Task instructions:
Read through the records. Copy each line that has the word "static".

Data shown:
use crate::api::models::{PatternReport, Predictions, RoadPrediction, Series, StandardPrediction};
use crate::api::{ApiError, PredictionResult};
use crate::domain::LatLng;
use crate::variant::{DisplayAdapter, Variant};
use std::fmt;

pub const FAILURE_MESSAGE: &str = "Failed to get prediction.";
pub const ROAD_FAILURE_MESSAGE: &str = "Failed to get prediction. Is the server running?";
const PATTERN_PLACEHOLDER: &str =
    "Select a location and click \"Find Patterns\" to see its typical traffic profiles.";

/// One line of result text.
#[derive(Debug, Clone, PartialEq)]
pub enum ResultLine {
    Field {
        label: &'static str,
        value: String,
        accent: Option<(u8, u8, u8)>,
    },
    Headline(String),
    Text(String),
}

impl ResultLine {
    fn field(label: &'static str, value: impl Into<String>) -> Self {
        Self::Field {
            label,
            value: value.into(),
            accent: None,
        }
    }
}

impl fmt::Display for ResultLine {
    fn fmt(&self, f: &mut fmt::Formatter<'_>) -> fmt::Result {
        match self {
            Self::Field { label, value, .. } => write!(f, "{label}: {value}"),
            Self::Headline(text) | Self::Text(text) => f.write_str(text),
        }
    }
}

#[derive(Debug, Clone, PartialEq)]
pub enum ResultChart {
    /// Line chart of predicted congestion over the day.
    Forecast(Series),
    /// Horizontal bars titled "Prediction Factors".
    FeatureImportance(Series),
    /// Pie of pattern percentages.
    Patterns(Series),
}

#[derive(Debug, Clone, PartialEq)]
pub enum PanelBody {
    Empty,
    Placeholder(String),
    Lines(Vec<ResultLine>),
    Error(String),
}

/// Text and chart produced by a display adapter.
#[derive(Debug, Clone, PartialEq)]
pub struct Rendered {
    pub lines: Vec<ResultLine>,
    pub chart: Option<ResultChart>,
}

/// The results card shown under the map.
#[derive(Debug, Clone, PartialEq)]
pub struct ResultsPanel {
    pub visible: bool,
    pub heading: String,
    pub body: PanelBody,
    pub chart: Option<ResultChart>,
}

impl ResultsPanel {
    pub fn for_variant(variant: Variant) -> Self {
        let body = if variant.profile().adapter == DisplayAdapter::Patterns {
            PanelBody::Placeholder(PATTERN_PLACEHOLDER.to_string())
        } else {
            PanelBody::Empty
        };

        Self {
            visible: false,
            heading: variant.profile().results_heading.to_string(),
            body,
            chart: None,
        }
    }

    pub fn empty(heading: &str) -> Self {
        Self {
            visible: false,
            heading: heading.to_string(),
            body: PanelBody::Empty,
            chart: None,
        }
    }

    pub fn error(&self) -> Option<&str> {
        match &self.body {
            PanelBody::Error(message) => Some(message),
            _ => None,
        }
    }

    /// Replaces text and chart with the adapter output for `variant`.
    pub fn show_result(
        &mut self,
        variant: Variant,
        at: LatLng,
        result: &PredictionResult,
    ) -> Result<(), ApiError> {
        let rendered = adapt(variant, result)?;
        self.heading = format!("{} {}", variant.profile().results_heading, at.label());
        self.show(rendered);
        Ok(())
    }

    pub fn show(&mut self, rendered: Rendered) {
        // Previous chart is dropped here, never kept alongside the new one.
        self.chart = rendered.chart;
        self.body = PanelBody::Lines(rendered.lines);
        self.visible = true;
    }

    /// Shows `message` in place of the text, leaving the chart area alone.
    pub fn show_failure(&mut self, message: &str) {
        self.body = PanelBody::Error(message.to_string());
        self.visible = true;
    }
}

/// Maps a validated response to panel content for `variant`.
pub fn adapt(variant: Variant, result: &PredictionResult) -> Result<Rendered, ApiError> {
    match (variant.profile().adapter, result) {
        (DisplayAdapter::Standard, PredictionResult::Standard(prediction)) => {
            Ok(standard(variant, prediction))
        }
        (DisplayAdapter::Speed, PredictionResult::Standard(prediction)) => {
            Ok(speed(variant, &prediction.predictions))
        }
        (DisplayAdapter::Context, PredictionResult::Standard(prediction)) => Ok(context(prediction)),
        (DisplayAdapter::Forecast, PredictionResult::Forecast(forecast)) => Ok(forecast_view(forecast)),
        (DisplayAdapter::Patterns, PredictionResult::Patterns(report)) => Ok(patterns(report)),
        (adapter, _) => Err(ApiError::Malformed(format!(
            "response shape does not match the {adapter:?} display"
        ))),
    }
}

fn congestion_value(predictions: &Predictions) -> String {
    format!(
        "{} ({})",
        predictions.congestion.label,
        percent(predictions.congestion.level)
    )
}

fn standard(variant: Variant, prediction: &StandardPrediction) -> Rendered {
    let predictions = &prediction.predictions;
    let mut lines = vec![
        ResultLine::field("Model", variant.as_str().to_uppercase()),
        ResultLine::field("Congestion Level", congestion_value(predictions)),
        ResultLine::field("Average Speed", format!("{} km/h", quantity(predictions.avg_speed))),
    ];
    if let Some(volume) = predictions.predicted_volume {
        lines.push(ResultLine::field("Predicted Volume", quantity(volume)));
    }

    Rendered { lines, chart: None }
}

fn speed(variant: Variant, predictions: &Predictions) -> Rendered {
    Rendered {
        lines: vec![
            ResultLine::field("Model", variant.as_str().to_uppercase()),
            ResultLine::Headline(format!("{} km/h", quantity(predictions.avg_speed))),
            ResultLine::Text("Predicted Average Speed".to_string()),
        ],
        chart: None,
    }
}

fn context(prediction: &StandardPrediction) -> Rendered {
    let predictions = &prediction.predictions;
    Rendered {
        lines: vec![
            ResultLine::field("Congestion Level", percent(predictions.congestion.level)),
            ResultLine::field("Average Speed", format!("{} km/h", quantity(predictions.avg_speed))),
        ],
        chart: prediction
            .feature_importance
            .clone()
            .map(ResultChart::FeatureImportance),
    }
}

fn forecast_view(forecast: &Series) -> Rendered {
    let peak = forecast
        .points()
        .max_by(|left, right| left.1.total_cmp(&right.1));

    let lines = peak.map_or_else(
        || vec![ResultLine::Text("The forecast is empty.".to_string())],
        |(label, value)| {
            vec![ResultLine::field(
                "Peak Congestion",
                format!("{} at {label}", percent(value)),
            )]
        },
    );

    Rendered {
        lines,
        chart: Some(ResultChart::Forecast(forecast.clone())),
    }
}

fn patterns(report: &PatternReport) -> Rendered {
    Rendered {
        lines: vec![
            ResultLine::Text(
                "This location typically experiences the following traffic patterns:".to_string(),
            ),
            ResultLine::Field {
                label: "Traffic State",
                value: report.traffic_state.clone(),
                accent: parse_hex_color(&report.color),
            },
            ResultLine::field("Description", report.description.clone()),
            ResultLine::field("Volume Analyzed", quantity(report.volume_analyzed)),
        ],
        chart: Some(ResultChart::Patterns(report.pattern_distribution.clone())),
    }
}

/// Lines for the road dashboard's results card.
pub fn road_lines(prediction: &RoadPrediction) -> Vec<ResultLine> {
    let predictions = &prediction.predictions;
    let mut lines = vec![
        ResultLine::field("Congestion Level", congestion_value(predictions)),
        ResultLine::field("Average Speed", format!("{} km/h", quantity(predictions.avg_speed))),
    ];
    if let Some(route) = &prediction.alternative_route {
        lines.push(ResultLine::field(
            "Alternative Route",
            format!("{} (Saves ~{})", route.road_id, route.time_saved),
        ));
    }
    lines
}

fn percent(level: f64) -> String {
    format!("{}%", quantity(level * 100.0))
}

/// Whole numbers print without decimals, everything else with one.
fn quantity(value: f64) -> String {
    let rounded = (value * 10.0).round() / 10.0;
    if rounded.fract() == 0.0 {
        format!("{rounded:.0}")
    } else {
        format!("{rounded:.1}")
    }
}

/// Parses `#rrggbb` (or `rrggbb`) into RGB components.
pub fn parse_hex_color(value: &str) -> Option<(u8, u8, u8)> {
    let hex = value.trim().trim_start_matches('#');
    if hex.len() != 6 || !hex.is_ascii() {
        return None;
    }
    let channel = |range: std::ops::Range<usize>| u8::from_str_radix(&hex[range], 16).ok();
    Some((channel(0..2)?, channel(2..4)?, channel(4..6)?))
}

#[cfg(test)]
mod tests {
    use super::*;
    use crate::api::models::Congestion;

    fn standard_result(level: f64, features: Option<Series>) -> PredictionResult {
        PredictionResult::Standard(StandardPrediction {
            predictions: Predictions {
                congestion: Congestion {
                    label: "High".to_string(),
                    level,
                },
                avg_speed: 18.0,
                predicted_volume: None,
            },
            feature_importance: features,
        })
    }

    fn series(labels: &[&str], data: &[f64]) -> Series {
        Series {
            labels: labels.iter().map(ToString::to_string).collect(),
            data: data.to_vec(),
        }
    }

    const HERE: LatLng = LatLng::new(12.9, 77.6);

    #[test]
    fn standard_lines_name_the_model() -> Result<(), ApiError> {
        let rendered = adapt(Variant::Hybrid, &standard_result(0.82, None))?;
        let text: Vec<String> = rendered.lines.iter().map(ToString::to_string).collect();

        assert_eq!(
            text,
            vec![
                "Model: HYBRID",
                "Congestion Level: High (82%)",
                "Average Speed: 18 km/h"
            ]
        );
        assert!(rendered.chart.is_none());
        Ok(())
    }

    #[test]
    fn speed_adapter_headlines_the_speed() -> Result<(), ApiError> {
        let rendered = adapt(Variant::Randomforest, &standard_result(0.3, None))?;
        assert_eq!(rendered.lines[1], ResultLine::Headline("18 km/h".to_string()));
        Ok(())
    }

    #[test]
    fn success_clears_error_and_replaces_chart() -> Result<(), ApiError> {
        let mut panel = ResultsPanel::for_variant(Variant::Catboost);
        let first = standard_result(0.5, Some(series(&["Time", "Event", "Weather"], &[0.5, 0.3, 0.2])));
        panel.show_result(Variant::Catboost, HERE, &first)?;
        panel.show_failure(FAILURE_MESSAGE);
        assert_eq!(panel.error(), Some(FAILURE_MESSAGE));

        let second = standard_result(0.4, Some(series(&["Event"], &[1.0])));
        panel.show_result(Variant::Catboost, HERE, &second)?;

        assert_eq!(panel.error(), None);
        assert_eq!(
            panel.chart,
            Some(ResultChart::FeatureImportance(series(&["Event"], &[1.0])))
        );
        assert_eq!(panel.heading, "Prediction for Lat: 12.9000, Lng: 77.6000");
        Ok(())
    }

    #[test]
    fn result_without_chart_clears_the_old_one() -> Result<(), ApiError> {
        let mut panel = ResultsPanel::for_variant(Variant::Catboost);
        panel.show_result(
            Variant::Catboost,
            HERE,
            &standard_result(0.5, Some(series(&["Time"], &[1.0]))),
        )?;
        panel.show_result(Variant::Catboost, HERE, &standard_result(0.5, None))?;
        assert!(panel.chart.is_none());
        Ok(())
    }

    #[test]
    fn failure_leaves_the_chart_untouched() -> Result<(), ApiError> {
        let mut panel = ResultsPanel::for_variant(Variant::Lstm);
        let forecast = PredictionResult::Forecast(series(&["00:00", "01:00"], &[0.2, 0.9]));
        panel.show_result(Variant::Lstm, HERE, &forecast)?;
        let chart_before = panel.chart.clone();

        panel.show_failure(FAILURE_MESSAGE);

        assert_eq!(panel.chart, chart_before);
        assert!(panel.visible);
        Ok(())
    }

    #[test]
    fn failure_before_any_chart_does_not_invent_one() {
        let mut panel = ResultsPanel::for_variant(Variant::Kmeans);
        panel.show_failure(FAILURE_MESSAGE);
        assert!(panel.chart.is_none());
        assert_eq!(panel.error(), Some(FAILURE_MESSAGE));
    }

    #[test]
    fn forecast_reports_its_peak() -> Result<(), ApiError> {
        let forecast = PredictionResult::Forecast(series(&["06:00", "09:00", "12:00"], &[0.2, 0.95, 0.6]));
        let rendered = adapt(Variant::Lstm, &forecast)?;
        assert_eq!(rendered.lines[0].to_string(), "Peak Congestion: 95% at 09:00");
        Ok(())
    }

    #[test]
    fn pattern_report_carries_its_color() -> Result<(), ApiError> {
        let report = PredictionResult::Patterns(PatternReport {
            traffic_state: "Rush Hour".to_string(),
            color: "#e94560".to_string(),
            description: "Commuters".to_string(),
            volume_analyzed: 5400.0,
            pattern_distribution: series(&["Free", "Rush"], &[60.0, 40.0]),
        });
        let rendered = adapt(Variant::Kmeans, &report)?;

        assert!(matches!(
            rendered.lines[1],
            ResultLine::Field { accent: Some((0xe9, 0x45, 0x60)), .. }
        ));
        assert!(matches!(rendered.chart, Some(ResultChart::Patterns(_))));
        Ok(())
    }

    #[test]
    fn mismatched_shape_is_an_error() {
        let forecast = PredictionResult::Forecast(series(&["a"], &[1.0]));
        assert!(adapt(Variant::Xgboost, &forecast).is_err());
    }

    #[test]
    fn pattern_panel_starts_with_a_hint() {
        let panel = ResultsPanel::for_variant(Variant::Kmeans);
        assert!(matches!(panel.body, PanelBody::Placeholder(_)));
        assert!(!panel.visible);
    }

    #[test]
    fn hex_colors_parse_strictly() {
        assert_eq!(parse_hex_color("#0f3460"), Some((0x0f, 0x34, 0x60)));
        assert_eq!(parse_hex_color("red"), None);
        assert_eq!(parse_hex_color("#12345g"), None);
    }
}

Result:
        label: &'static str,
    fn field(label: &'static str, value: impl Into<String>) -> Self {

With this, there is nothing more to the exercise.